WORK REQUIRED:
In the entries that follow, the first line to write out is the one containing "repository 465b02fc440829f1", and the last is the one containing "for action in". Reproduce that stretch exactly, with nothing before or after it.

== MATERIAL SUPPLIED ==

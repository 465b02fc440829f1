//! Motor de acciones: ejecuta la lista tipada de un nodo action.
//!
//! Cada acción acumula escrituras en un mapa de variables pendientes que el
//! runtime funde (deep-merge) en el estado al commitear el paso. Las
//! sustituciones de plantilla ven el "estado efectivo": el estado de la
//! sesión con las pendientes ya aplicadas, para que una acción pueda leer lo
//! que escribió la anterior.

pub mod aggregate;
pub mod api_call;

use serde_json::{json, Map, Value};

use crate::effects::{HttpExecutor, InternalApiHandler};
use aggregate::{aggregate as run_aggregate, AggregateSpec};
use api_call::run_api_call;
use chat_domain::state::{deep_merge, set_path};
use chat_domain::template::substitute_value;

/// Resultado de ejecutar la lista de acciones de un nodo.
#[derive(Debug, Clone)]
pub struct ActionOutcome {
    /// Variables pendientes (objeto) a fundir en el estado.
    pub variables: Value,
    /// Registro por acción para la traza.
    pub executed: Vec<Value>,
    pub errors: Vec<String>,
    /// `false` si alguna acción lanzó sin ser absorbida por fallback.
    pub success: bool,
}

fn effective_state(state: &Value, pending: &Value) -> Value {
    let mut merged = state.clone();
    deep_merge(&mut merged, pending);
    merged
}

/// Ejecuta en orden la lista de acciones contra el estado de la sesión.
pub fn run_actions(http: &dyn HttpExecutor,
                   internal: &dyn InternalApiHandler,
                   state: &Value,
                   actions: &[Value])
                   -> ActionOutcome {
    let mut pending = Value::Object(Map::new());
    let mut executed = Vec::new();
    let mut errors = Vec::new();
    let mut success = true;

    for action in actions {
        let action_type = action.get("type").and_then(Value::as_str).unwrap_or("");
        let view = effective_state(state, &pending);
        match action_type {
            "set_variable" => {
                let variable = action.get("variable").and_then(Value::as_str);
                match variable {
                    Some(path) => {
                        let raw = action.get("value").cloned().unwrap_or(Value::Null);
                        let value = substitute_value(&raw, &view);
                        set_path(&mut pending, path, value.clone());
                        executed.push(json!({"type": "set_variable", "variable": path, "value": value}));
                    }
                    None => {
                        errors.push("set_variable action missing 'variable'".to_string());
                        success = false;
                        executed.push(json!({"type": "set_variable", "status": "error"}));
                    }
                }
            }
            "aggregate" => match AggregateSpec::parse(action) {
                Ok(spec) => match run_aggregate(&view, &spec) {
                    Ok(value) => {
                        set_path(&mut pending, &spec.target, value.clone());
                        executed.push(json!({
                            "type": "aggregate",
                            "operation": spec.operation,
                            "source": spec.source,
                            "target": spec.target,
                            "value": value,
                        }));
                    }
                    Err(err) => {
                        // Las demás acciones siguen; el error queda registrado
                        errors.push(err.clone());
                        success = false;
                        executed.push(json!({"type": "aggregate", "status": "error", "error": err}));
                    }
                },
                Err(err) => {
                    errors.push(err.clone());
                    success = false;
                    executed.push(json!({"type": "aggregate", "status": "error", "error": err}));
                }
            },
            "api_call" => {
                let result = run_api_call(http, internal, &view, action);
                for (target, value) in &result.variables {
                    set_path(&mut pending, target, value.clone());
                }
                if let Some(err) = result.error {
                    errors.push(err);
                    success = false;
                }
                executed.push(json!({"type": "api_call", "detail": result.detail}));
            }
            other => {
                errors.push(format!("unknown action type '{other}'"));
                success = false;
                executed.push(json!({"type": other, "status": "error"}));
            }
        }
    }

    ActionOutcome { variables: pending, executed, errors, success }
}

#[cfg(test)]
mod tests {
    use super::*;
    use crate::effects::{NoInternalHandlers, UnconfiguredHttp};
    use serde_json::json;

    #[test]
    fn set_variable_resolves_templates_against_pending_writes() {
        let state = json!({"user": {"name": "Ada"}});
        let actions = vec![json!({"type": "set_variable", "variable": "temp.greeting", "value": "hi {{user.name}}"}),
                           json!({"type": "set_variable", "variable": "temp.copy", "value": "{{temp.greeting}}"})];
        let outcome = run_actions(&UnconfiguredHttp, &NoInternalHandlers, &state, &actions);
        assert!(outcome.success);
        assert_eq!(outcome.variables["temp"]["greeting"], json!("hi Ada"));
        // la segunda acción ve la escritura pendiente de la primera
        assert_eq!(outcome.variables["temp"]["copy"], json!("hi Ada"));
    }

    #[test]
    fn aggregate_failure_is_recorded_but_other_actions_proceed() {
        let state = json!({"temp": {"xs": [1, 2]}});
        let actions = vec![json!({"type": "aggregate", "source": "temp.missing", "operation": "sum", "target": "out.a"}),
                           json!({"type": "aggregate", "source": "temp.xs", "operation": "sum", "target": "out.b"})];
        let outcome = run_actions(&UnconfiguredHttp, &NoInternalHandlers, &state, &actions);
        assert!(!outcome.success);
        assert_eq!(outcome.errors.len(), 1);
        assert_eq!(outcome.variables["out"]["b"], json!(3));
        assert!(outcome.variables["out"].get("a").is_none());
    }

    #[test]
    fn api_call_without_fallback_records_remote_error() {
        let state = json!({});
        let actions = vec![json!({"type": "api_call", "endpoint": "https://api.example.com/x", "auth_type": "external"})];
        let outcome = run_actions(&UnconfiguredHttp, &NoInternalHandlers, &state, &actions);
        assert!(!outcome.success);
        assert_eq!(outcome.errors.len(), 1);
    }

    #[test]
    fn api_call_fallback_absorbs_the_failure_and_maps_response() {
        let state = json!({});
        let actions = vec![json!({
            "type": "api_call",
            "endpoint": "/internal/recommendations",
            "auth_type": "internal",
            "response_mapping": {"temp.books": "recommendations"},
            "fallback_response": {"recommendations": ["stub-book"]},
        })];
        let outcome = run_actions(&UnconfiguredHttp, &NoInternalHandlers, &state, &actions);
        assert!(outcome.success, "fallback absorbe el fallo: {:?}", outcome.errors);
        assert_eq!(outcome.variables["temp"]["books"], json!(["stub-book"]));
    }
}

===
== MATERIAL SUPPLIED ==

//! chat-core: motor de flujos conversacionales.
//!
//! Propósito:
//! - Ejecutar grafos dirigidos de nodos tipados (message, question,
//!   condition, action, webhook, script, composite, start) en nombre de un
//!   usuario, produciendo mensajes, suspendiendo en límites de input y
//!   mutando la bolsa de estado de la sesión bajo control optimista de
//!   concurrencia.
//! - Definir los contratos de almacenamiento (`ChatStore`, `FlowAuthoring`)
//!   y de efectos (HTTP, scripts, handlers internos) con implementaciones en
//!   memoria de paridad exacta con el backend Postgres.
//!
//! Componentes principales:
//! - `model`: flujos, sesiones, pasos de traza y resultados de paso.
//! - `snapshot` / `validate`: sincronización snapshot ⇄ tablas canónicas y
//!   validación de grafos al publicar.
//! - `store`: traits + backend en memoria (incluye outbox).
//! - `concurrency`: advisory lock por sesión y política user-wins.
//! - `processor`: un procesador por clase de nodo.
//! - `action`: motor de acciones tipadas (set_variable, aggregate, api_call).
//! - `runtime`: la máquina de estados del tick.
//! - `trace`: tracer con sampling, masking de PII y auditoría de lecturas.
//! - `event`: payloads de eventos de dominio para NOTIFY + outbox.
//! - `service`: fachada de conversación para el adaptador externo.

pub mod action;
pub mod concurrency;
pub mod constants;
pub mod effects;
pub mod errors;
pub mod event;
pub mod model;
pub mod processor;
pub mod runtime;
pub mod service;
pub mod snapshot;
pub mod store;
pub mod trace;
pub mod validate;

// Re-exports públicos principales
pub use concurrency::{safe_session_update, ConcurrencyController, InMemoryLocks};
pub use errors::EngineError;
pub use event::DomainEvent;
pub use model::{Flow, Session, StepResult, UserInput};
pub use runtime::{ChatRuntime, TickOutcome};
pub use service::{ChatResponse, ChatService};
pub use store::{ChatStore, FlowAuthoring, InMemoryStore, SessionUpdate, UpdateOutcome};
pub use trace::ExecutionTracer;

===

OUTPUT FOR THIS EXERCISE:
repository 465b02fc440829f1
//! Motor de acciones: ejecuta la lista tipada de un nodo action.
//!
//! Cada acción acumula escrituras en un mapa de variables pendientes que el
//! runtime funde (deep-merge) en el estado al commitear el paso. Las
//! sustituciones de plantilla ven el "estado efectivo": el estado de la
//! sesión con las pendientes ya aplicadas, para que una acción pueda leer lo
//! que escribió la anterior.

pub mod aggregate;
pub mod api_call;

use serde_json::{json, Map, Value};

use crate::effects::{HttpExecutor, InternalApiHandler};
use aggregate::{aggregate as run_aggregate, AggregateSpec};
use api_call::run_api_call;
use chat_domain::state::{deep_merge, set_path};
use chat_domain::template::substitute_value;

/// Resultado de ejecutar la lista de acciones de un nodo.
#[derive(Debug, Clone)]
pub struct ActionOutcome {
    /// Variables pendientes (objeto) a fundir en el estado.
    pub variables: Value,
    /// Registro por acción para la traza.
    pub executed: Vec<Value>,
    pub errors: Vec<String>,
    /// `false` si alguna acción lanzó sin ser absorbida por fallback.
    pub success: bool,
}

fn effective_state(state: &Value, pending: &Value) -> Value {
    let mut merged = state.clone();
    deep_merge(&mut merged, pending);
    merged
}

/// Ejecuta en orden la lista de acciones contra el estado de la sesión.
pub fn run_actions(http: &dyn HttpExecutor,
                   internal: &dyn InternalApiHandler,
                   state: &Value,
                   actions: &[Value])
                   -> ActionOutcome {
    let mut pending = Value::Object(Map::new());
    let mut executed = Vec::new();
    let mut errors = Vec::new();
    let mut success = true;

    for action in actions {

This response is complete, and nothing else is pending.